What is being asked>
Print exactly those lines that run from the beginning of the data to the line bearing "assert_eq!(settings.sleep_between_tap, IntRange::new(3, 8));", inclusive.

· · · ·

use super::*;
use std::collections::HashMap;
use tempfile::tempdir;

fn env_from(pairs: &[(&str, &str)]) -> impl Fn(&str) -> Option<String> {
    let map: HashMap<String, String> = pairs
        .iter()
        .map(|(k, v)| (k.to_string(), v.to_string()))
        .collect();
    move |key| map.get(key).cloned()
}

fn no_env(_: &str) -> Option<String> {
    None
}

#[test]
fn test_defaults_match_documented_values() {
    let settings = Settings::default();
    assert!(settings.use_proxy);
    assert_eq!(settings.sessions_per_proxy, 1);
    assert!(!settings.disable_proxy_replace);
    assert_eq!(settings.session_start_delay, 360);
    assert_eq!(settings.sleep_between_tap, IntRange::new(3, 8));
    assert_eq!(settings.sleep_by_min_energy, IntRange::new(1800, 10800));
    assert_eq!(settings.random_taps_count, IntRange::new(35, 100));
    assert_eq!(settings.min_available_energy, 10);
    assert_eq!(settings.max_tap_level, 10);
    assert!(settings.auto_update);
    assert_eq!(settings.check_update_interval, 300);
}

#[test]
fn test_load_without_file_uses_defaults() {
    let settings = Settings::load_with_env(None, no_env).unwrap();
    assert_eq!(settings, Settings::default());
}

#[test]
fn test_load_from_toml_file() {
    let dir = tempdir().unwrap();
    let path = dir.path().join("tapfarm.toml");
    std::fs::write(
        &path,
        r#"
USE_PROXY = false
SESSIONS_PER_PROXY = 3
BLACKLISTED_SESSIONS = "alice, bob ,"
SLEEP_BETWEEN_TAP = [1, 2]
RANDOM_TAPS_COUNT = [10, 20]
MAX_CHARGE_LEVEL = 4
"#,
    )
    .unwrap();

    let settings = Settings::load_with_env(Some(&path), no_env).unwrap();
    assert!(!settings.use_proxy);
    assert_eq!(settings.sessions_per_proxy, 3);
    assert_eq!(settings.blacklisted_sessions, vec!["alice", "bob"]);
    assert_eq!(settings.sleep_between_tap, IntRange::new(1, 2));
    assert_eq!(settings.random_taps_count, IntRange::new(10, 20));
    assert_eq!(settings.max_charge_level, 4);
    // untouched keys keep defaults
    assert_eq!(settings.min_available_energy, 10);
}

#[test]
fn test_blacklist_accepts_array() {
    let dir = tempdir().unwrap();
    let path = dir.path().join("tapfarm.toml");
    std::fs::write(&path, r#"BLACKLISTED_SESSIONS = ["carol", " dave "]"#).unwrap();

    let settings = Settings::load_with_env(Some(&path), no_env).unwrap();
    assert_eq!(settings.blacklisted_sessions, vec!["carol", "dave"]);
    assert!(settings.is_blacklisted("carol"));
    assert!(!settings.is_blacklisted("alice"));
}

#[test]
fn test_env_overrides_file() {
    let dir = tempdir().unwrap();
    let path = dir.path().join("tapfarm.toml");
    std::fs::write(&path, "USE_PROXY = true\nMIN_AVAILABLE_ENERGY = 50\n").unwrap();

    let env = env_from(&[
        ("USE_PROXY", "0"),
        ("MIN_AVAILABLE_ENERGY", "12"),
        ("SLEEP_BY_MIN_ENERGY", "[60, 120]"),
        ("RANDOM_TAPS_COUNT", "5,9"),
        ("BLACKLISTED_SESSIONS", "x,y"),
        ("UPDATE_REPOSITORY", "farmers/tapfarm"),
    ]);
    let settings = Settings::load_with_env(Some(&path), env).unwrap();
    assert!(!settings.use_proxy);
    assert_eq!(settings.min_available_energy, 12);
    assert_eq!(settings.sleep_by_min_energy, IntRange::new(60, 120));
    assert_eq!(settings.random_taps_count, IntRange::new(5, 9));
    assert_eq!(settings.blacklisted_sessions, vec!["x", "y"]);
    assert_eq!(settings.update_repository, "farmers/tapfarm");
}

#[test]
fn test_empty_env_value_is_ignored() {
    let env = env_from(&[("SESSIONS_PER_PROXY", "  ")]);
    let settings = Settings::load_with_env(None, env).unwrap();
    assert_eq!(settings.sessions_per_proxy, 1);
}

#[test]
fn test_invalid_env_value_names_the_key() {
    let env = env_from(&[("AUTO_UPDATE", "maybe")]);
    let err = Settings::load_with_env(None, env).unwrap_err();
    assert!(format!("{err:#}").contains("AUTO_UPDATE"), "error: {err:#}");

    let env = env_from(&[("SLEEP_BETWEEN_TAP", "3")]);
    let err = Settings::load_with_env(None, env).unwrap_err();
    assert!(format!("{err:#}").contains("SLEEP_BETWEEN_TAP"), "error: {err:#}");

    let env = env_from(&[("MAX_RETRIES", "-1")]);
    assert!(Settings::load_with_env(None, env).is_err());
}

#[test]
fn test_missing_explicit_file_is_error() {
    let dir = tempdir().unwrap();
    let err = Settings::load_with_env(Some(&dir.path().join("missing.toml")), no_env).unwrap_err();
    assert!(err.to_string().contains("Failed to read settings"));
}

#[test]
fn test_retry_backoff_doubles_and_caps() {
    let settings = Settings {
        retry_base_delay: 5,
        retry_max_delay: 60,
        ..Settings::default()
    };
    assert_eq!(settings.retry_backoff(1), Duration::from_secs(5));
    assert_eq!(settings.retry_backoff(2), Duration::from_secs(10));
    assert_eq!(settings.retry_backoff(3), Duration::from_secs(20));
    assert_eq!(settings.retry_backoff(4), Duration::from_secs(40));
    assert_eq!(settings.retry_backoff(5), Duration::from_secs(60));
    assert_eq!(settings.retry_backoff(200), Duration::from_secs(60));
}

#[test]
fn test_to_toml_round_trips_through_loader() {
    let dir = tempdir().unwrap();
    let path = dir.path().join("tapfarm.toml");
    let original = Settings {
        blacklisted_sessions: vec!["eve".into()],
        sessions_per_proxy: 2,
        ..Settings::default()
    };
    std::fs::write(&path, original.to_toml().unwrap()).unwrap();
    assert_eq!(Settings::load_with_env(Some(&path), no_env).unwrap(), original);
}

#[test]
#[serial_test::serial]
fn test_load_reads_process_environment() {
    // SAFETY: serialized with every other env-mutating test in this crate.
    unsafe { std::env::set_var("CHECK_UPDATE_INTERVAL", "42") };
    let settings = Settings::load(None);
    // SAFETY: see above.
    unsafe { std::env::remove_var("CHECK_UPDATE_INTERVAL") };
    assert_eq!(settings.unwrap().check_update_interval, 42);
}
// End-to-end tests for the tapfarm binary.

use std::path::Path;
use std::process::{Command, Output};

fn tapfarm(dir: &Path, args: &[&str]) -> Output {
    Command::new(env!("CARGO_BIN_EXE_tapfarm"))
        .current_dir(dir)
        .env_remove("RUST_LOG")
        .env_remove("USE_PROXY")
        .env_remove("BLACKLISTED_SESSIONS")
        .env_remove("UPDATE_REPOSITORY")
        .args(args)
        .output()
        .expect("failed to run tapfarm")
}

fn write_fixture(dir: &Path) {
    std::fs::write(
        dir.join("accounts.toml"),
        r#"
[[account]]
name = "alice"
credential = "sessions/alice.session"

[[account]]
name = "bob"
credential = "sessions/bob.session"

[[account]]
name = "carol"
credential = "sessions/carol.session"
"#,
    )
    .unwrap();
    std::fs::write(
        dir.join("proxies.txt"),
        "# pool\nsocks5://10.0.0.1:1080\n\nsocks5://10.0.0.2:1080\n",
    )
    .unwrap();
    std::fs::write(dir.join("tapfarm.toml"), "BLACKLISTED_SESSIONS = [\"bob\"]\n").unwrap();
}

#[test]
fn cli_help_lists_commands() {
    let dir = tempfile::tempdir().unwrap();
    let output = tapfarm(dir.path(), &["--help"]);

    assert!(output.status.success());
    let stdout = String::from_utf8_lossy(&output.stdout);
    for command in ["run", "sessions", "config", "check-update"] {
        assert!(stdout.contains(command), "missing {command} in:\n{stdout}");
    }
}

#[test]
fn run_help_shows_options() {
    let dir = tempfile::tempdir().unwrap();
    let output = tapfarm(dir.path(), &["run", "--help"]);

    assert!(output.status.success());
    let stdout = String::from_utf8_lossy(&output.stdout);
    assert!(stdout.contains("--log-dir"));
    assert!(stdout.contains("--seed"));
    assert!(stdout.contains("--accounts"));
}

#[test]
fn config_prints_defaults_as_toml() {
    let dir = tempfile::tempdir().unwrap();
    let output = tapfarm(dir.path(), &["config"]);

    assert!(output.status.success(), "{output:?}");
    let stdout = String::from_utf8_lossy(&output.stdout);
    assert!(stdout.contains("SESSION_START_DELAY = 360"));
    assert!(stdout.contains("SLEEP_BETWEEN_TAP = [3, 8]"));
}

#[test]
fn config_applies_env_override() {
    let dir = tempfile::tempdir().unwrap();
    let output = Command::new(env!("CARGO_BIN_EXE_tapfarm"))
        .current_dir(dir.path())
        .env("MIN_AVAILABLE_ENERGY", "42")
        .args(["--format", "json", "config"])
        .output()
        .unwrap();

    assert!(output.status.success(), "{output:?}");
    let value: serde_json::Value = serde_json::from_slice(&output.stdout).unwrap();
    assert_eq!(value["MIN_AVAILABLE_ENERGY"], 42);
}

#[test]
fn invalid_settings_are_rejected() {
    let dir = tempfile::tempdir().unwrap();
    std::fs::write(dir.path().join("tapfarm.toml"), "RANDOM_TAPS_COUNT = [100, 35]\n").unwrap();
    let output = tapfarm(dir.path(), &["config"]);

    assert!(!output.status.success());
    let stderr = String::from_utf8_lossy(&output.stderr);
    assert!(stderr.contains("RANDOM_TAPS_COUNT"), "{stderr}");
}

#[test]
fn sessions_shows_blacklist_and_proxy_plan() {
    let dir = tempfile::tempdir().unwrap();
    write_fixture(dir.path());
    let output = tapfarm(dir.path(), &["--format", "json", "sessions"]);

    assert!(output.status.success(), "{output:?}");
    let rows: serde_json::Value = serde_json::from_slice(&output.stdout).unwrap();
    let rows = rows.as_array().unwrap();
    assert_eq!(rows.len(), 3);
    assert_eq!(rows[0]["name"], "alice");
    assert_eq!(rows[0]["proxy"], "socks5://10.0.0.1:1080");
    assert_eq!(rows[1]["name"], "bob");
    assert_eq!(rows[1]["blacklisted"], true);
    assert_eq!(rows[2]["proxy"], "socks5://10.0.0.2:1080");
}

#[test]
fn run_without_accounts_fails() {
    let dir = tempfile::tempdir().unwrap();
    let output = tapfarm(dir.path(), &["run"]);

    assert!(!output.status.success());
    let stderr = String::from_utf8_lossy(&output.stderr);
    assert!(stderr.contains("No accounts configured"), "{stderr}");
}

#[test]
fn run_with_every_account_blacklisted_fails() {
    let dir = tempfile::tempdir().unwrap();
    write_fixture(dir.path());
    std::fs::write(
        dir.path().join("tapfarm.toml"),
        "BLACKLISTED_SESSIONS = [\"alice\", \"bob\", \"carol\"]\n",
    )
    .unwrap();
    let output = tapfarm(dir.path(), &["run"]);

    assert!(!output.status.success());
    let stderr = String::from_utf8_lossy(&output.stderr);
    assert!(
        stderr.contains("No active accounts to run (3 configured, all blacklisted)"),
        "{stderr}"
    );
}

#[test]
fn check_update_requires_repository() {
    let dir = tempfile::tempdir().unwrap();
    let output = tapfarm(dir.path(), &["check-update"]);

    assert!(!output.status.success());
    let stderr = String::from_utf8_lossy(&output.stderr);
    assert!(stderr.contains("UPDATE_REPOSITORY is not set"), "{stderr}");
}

· · · ·

The completed task>
use super::*;
use std::collections::HashMap;
use tempfile::tempdir;

fn env_from(pairs: &[(&str, &str)]) -> impl Fn(&str) -> Option<String> {
    let map: HashMap<String, String> = pairs
        .iter()
        .map(|(k, v)| (k.to_string(), v.to_string()))
        .collect();
    move |key| map.get(key).cloned()
}

fn no_env(_: &str) -> Option<String> {
    None
}

#[test]
fn test_defaults_match_documented_values() {
    let settings = Settings::default();
    assert!(settings.use_proxy);
    assert_eq!(settings.sessions_per_proxy, 1);
    assert!(!settings.disable_proxy_replace);
    assert_eq!(settings.session_start_delay, 360);
    assert_eq!(settings.sleep_between_tap, IntRange::new(3, 8));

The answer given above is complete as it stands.